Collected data
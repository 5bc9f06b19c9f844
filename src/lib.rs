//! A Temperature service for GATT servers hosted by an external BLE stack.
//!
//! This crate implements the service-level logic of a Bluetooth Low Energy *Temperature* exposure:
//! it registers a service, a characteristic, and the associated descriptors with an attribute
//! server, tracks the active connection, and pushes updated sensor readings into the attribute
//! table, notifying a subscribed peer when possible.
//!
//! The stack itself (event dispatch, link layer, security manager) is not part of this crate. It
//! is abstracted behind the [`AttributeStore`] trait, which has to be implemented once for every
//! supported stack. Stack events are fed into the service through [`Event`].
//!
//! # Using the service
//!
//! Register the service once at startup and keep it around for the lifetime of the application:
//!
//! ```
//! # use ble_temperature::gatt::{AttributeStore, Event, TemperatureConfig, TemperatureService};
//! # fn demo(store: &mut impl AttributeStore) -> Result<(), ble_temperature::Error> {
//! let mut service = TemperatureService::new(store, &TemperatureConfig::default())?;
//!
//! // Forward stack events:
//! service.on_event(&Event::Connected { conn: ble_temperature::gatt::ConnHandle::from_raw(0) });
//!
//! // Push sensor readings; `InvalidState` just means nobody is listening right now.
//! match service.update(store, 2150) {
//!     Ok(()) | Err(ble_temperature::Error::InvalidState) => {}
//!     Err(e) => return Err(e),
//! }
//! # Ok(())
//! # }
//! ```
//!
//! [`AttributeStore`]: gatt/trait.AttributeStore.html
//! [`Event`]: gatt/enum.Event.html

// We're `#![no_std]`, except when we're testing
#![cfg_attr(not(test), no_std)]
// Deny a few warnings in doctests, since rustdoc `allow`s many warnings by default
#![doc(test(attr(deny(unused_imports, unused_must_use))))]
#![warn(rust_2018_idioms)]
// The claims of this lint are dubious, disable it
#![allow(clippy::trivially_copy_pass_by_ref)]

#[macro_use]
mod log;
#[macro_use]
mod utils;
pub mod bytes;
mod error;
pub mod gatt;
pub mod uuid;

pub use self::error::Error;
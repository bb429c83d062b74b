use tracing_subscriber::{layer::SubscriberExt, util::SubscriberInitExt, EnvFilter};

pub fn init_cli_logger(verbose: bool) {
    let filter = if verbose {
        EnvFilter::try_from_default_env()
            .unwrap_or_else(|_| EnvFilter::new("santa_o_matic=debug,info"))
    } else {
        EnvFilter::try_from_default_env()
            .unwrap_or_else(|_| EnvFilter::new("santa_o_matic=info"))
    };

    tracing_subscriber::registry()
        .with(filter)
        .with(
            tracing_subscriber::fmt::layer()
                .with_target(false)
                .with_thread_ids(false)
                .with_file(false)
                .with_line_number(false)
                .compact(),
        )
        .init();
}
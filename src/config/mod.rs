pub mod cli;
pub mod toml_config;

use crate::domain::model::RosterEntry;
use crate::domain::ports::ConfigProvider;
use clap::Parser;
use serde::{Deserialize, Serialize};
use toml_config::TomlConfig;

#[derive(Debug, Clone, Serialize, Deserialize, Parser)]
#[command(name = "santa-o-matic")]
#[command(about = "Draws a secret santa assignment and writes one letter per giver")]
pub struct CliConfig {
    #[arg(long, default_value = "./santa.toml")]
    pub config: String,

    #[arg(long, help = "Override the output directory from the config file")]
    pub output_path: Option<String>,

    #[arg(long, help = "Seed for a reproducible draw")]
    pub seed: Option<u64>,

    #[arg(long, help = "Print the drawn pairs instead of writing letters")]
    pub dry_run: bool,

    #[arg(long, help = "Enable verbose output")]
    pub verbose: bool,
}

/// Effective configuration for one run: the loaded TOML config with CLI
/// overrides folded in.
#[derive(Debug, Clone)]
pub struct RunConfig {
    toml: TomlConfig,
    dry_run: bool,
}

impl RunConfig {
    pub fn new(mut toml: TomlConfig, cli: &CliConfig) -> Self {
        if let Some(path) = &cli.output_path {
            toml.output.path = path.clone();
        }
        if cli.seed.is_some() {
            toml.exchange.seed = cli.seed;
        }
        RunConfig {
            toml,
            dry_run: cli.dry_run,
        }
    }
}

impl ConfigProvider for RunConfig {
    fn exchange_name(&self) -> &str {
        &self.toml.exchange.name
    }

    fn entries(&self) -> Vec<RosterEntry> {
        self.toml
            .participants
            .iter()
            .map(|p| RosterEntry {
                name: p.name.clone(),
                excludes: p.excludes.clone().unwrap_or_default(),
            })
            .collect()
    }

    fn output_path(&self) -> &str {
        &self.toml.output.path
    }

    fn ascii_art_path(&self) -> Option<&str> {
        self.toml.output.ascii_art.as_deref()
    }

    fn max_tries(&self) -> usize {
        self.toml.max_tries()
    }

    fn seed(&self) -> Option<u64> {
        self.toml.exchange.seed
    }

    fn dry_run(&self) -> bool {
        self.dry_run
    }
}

**What the task asks**
Only one number is needed: please count the lines of the entries above in which the string "AttributeStore" occurs.

**Answer box**
4